Photo by Andrew George on Unsplash

These past days I decided to focus my energies on doing some research and studying for a position I really wanted to be part of as a Node.js developer (Back-end). As some of you would already know, my expertise lies in Frontend development, especially with React, Redux, and Graphql, or at least that's what I thought at the beginning...

I was afraid to apply for full-stack or back-end positions, I thought that I couldn't perform well in these areas because of my professional experience, but after some time of self-retrospective, I just realized that I always have been a full-stack developer without knowing it. The thing is that although in my last job I was given the title of Web UI developer, to be honest, I feel the industry always leans towards full-stack somehow, and in my last project we managed a Node.js server with Apollo server to extend the usability of GraphQL in our front-end with React, and it was something of our daily tasks to code in both repos after all. So that's it!! I already know Node.js so I can say that I have experience in the field, right?

Discover your hidden abilities!

After realizing this, it was an eureka moment for me! How can you be biased about your capabilities just because of the title some company gives to you? This also includes the seniority of course.

I started to detect those back-end skills and gain more confidence about it. Tried to analyze what and how do we managed in that Node.js repo. We were in charge of the API layer by collecting all the external APIs the Java team brought to us, like an API for users, another one for bag items, and so on, then we made the proper functions and logic to use that data and transform it to be consumable by our front-end project.

Does that sound familiar to you? Of course it is, because without knowing we were interacting every day in a MICROSERVICES ARCHITECTURE, I know it doesn't sound like a big deal, but for me it was like founding the one piece 💰

Why I'm so sure about this? well, after some research about microservices, a lot of things started to make sense to me, we had a Java team that created separate projects for each service, and those services were split by the business needs, being the case of an e-commerce. Then the DevOps team is in charge of all the infrastructure layer, to finally us getting all of those APIs to be consumed on a single Node.js server with Apollo.

Then I asked ChatGPT to give me some topics to study for a back-end position with Node.js, microservices being one of them, followed by understanding HTTP protocol and other stuff, stuff that I already knew and it was just a matter of time to research, and remember all of those things!

DON'T close yourself to the possibilities!

The point of all of this is to make you rethink your skill set and be able to know what you are capable of! don't close yourself just because someone told you that you're just a frontend or backend dev, junior or senior!
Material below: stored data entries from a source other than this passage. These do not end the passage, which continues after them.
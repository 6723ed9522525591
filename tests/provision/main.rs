//! Provisioning pipeline tests
//!
//! These drive the orchestrator against the in-memory runtime, broker and
//! registry health check from `kafka_testbed::testing`, on a paused clock.

mod failures;
mod lifecycle;
mod ordering;
mod registry;
mod timeouts;

use kafka_testbed::testing::{FakeBroker, FakeHealth, FakeRuntime};
use kafka_testbed::Phase;
use std::sync::{Arc, Mutex};

pub fn init_logging() {
    tracing_subscriber::fmt()
        .with_env_filter("kafka_testbed=debug")
        .with_test_writer()
        .try_init()
        .ok();
}

/// Fresh fakes with default behavior.
pub fn fakes() -> (FakeRuntime, FakeBroker, FakeHealth) {
    init_logging();
    (FakeRuntime::new(), FakeBroker::new(), FakeHealth::new())
}

/// Shared phase log for `Orchestrator::with_observer`.
pub fn phase_log() -> (Arc<Mutex<Vec<Phase>>>, impl Fn(Phase) + Send + Sync + 'static) {
    let log = Arc::new(Mutex::new(Vec::new()));
    let sink = Arc::clone(&log);
    (log, move |phase| sink.lock().unwrap().push(phase))
}

pub fn messages_file() -> &'static str {
    concat!(env!("CARGO_MANIFEST_DIR"), "/testdata/messages.json")
}
//! Seed message publishing.
//!
//! Messages for one topic are sent strictly one after another, each send
//! waiting for the broker's acknowledgement, so the topic ends up holding
//! them in declared order. Different topics have no ordering relationship
//! and are published concurrently.

use crate::error::{Error, Result};
use crate::preset::Message;
use futures::future::try_join_all;
use std::time::Duration;
use testbed_kafka::{BrokerClient, Record};
use tokio::time::Instant;
use tracing::{debug, info};

/// Messages of one topic with their positions in the declared sequence.
#[derive(Debug, PartialEq, Eq)]
pub(crate) struct TopicBatch<'a> {
    pub(crate) topic: &'a str,
    pub(crate) messages: Vec<(usize, &'a Message)>,
}

/// Group messages by topic in first-appearance order, keeping relative
/// order inside each topic.
pub(crate) fn group_by_topic(messages: &[Message]) -> Vec<TopicBatch<'_>> {
    let mut batches: Vec<TopicBatch<'_>> = Vec::new();
    for (index, message) in messages.iter().enumerate() {
        match batches.iter_mut().find(|b| b.topic == message.topic) {
            Some(batch) => batch.messages.push((index, message)),
            None => batches.push(TopicBatch {
                topic: &message.topic,
                messages: vec![(index, message)],
            }),
        }
    }
    batches
}

/// Publish every message and flush the producer.
///
/// The first failed delivery cancels the other topics' in-flight sends and is
/// reported with the failing message's position in `messages`.
pub async fn publish_seed_messages(
    client: &dyn BrokerClient,
    messages: &[Message],
    deadline: Instant,
) -> Result<()> {
    if messages.is_empty() {
        debug!("No seed messages to publish");
        return Ok(());
    }

    let batches = group_by_topic(messages);
    try_join_all(batches.iter().map(|batch| publish_batch(client, batch))).await?;

    let remaining = deadline.saturating_duration_since(Instant::now());
    client
        .flush(remaining.max(Duration::from_millis(1)))
        .await
        .map_err(|e| Error::Seeding {
            topic: batches
                .iter()
                .map(|b| b.topic)
                .collect::<Vec<_>>()
                .join(", "),
            index: None,
            reason: e.to_string(),
        })?;

    info!(
        "Published {} seed message(s) to {} topic(s)",
        messages.len(),
        batches.len()
    );
    Ok(())
}

async fn publish_batch(client: &dyn BrokerClient, batch: &TopicBatch<'_>) -> Result<()> {
    for (index, message) in &batch.messages {
        let record = Record {
            topic: &message.topic,
            key: &message.key,
            value: &message.value,
            timestamp_ms: message.timestamp_ms(),
        };
        client.publish(record).await.map_err(|e| Error::Seeding {
            topic: batch.topic.to_string(),
            index: Some(*index),
            reason: e.to_string(),
        })?;
    }
    debug!(
        "Published {} message(s) to '{}'",
        batch.messages.len(),
        batch.topic
    );
    Ok(())
}
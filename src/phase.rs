//! Provisioning state machine phases

use std::fmt;
use std::sync::{Arc, Mutex};
use tracing::{debug, info};

/// Where a provisioning pass is.
///
/// `Created → Starting → ProbingBroker → ProvisioningTopics → SeedingMessages
/// → Ready`, with `ProbingRegistry` running alongside the topic and seeding
/// phases when the registry side-car is enabled. `Failed` is reachable from
/// every non-terminal phase.
#[derive(Debug, Clone, Copy, PartialEq, Eq, Hash)]
pub enum Phase {
    Created,
    Starting,
    ProbingBroker,
    ProvisioningTopics,
    SeedingMessages,
    ProbingRegistry,
    Ready,
    Failed,
}

impl Phase {
    pub fn is_terminal(self) -> bool {
        matches!(self, Phase::Ready | Phase::Failed)
    }
}

impl fmt::Display for Phase {
    fn fmt(&self, f: &mut fmt::Formatter<'_>) -> fmt::Result {
        match self {
            Phase::Created => write!(f, "created"),
            Phase::Starting => write!(f, "starting"),
            Phase::ProbingBroker => write!(f, "probing broker"),
            Phase::ProvisioningTopics => write!(f, "provisioning topics"),
            Phase::SeedingMessages => write!(f, "seeding messages"),
            Phase::ProbingRegistry => write!(f, "probing schema registry"),
            Phase::Ready => write!(f, "ready"),
            Phase::Failed => write!(f, "failed"),
        }
    }
}

/// Callback invoked on every phase transition.
pub type PhaseObserver = Arc<dyn Fn(Phase) + Send + Sync>;

/// Records the transitions of one provisioning pass.
///
/// Concurrent branches enter their own phases, so a phase can also be left
/// explicitly; [`PhaseTracker::current`] skips phases that were left.
pub(crate) struct PhaseTracker {
    instance: String,
    history: Mutex<Vec<Phase>>,
    left: Mutex<Vec<Phase>>,
    observer: Option<PhaseObserver>,
}

impl PhaseTracker {
    pub(crate) fn new(instance: &str, observer: Option<PhaseObserver>) -> Self {
        Self {
            instance: instance.to_string(),
            history: Mutex::new(Vec::new()),
            left: Mutex::new(Vec::new()),
            observer,
        }
    }

    pub(crate) fn enter(&self, phase: Phase) {
        info!("[{}] {}", self.instance, phase);
        if let Ok(mut history) = self.history.lock() {
            history.push(phase);
        }
        if let Some(observer) = &self.observer {
            observer(phase);
        }
    }

    pub(crate) fn leave(&self, phase: Phase) {
        debug!("[{}] finished {}", self.instance, phase);
        if let Ok(mut left) = self.left.lock() {
            left.push(phase);
        }
    }

    /// Most recently entered phase that is still running.
    pub(crate) fn current(&self) -> Phase {
        let left = self.left.lock().map(|l| l.clone()).unwrap_or_default();
        self.history
            .lock()
            .ok()
            .and_then(|history| {
                history
                    .iter()
                    .rev()
                    .find(|phase| !left.contains(phase))
                    .copied()
            })
            .unwrap_or(Phase::Created)
    }
}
  • You always work with data structures, so do your research about it! get to know how you interact with those and search for examples, I'm sure you've been working with a lot of these, and even you can start thinking about your further solutions by applying data structures specifically.

  • Learn about algorithms! it is a topic you probably applied in some of the techniques in your daily problem-solving process. You will start to know about the complexity of a piece of code or function and you will start to think differently, seek how to improve performance, and solve memory leaks in your apps!

So, the sooner you start to discover your hidden skills, the sooner you can start to open your range of possibilities when looking for a job!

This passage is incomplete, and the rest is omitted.